Plotted the model's Coefficient and Intercept

In [None]:
o = []
o.append('|LR MODEL | COEFFICIENTS |\n| --- | --- |')
o.append('| Intercept: | {} |'.format(lr.intercept_[0]))
for p,b in zip(pred_lr,list(lr.coef_[0])):
    o.append('| {} | {} |'.format(p,b))
display(Markdown('\n'.join(o)))

Coefficient magnitude could tell us the predictor contribution to the model, 

since we scaling them with the same method, we could say that **age** *(B=**-.072**)* and **occupation_type** *(B=**.013**)* are the biggest contributors to the model. Where **age** has a negative and **occupation_type** has a positive relationship to the bad client

## XGBoost Session

Needs xgboost library to be installed.

First we train a gradient boosting model using a "standard" set of hyperparameters.

In [None]:
pred_xgb = cols_pred_num + cols_woe

### Train initial model

In [None]:
from ia_pkg.metrics import gini
import xgboost as xgb
# pred_xgb.remove('delinquency_score')
dt_xgb = data[pred_xgb]

xgb_params = {'eta': 0.1,
  'max_depth': 3,
  'objective': 'binary:logistic',
  'eval_metric': 'auc',
  'min_child_weight': 30,
  'subsample': 0.85}

evals_result = {}

ibooster= xgb.train(params= xgb_params,
                        dtrain= xgb.DMatrix(dt_xgb[train_mask],data[train_mask][col_target]),
                        num_boost_round= 200,
                        early_stopping_rounds = 20,
                        evals= ((xgb.DMatrix(dt_xgb[train_mask],data[train_mask][col_target]),'train'),
                                 (xgb.DMatrix(dt_xgb[valid_mask],data[valid_mask][col_target]),'valid')
                                ), 
                        evals_result= evals_result,)
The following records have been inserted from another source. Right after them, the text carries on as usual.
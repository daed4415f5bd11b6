//! Media metadata repository. File-system work happens in the service
//! layer; this store only tracks the rows.

use std::collections::HashMap;

use async_trait::async_trait;
use sea_orm::{
    ActiveModelTrait, ColumnTrait, DatabaseConnection, EntityTrait, PaginatorTrait, QueryFilter,
    QueryOrder, QuerySelect, Set,
};

use super::entities::media::{self, ActiveModel, Entity as MediaEntity};
use super::entities::user::{self, Entity as UserEntity};
use crate::domain::media::{MediaListItem, MediaType, StoredUpload};
use crate::domain::user::UserRef;
use crate::errors::{AppError, AppResult};
use crate::types::{FindParams, Pageable, SortParams};

#[cfg(any(test, feature = "test-utils"))]
use mockall::automock;

/// Row subset needed to remove a backing file.
#[derive(Debug, Clone)]
pub struct MediaFileRef {
    pub id: i32,
    /// Relative storage path
    pub slug: String,
}

#[cfg_attr(any(test, feature = "test-utils"), automock)]
#[async_trait]
pub trait MediaRepository: Send + Sync {
    async fn list(
        &self,
        filter: FindParams,
        pageable: Pageable,
        sort: SortParams,
    ) -> AppResult<Vec<MediaListItem>>;

    async fn count(&self, filter: FindParams) -> AppResult<u64>;

    /// Register an upload already written to disk; returns (id, url)
    async fn create(&self, actor: i32, upload: StoredUpload, kind: MediaType)
        -> AppResult<(i32, String)>;

    /// File refs for the rows among `ids` that exist
    async fn find_files_by_ids(&self, ids: Vec<i32>) -> AppResult<Vec<MediaFileRef>>;

    /// Remove rows whose backing files were deleted
    async fn delete_by_ids(&self, ids: Vec<i32>) -> AppResult<()>;
}

pub struct MediaStore {
    db: DatabaseConnection,
}

impl MediaStore {
    pub fn new(db: DatabaseConnection) -> Self {
        Self { db }
    }
}

#[async_trait]
impl MediaRepository for MediaStore {
    async fn list(
        &self,
        filter: FindParams,
        pageable: Pageable,
        sort: SortParams,
    ) -> AppResult<Vec<MediaListItem>> {
        let mut query = MediaEntity::find();
        if let Some(search) = &filter.search {
            query = query.filter(media::Column::Name.contains(search.as_str()));
        }

        let dir = sort.direction();
        query = match sort.sort_by.as_deref() {
            Some("name") => query.order_by(media::Column::Name, dir),
            Some("size") => query.order_by(media::Column::Size, dir),
            Some("createdTime") => query.order_by(media::Column::CreatedTime, dir),
            _ => query.order_by(media::Column::CreatedTime, sea_orm::Order::Desc),
        };

        let models = query
            .offset(pageable.offset)
            .limit(pageable.limit)
            .all(&self.db)
            .await
            .map_err(AppError::from)?;

        let uploader_ids: Vec<i32> = models.iter().map(|m| m.uploaded_by_id).collect();
        let uploaders: HashMap<i32, UserRef> = if uploader_ids.is_empty() {
            HashMap::new()
        } else {
            UserEntity::find()
                .filter(user::Column::Id.is_in(uploader_ids))
                .all(&self.db)
                .await
                .map_err(AppError::from)?
                .into_iter()
                .map(|u| {
                    (
                        u.id,
                        UserRef {
                            id: u.id,
                            first_name: u.first_name,
                            last_name: u.last_name,
                            email: u.email,
                        },
                    )
                })
                .collect()
        };

        Ok(models
            .into_iter()
            .map(|m| MediaListItem {
                id: m.id,
                name: m.name,
                slug: m.slug,
                created_time: m.created_time,
                uploaded_by: uploaders.get(&m.uploaded_by_id).cloned(),
            })
            .collect())
    }

    async fn count(&self, filter: FindParams) -> AppResult<u64> {
        let mut query = MediaEntity::find();
        if let Some(search) = &filter.search {
            query = query.filter(media::Column::Name.contains(search.as_str()));
        }
        query.count(&self.db).await.map_err(AppError::from)
    }

    async fn create(
        &self,
        actor: i32,
        upload: StoredUpload,
        kind: MediaType,
    ) -> AppResult<(i32, String)> {
        // Strip the extension and turn separators into spaces for alt text
        let readable_name = upload
            .original_name
            .rsplit_once('.')
            .map(|(base, _)| base)
            .unwrap_or(&upload.original_name)
            .replace(['-', '_'], " ")
            .trim()
            .to_string();

        let now = chrono::Utc::now();
        let model = ActiveModel {
            name: Set(upload.original_name),
            slug: Set(upload.relative_path.clone()),
            kind: Set(kind.to_string()),
            mime_type: Set(upload.mime_type),
            size: Set(upload.size),
            url: Set(upload.relative_path),
            alt_text: Set(Some(readable_name.clone())),
            description: Set(Some(readable_name)),
            uploaded_by_id: Set(actor),
            created_time: Set(now),
            created_user: Set(Some(actor)),
            updated_time: Set(now),
            updated_user: Set(Some(actor)),
            ..Default::default()
        }
        .insert(&self.db)
        .await
        .map_err(AppError::from)?;

        Ok((model.id, model.url))
    }

    async fn find_files_by_ids(&self, ids: Vec<i32>) -> AppResult<Vec<MediaFileRef>> {
        let models = MediaEntity::find()
            .filter(media::Column::Id.is_in(ids))
            .all(&self.db)
            .await
            .map_err(AppError::from)?;

        Ok(models
            .into_iter()
            .map(|m| MediaFileRef {
                id: m.id,
                slug: m.slug,
            })
            .collect())
    }

    async fn delete_by_ids(&self, ids: Vec<i32>) -> AppResult<()> {
        MediaEntity::delete_many()
            .filter(media::Column::Id.is_in(ids))
            .exec(&self.db)
            .await
            .map_err(AppError::from)?;
        Ok(())
    }
}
ixgb_scored= ibooster.predict(xgb.DMatrix(dt_xgb), ntree_limit=ibooster.best_ntree_limit)

In [None]:
print('     Train gini:',gini(data[train_mask][col_target], ixgb_scored[train_mask]))
print('Validation gini:',gini(data[valid_mask][col_target], ixgb_scored[valid_mask]))

### Evaluate predictor

Predictors evaluated due to their sorted importances on two metrics (weight and gain). At first, we can set the number of predictors which we want to see

In [None]:
n_top = 9 #how many best predictors I want to see

#### Weight of each predictor

Select *n_top* predictors with highest weight (i.e. those which were in most trees)

In [None]:
pred_xgb_wgh = [x[0] for x in sorted([(k, v) for k, v in ibooster.get_score(importance_type = 'weight').items()]\
                                     , key=lambda x:x[1], reverse = True)]
if len(pred_xgb_wgh) > n_top:
    pred_xgb_wgh = pred_xgb_wgh[:n_top]

#### Gain of each predictor

Select *n_top* predictors with highest gain (i.e. relative contribution of the corresponding feature to the model calculated by taking each feature’s contribution for each tree in the model)

In [None]:
pred_xgb_gain = [x[0] for x in sorted([(k, v) for k, v in ibooster.get_score(importance_type = 'gain').items()]\
                                      , key=lambda x:x[1], reverse = True)]
if len(pred_xgb_gain) > n_top:
    pred_xgb_gain = pred_xgb_gain[:n_top]

#### Selected Predictor

Select the final predictors as we combining (union or intersection) the output from each metrics

In [None]:
def union(lst1, lst2):
    final_list  = list(set(lst1) | set(lst2))
    return final_list

def intersect(lst1, lst2):
    final_list = list(set(lst1) & set(lst2))
    return final_list

In [None]:
pred_xgb = union(pred_xgb_wgh, pred_xgb_gain)
display(pred_xgb)

### Tuning parameter

Hyperparameter tuning applied to two inputs (max_depth and learning rate).
Tuning set then will be evaluated on the valid sample.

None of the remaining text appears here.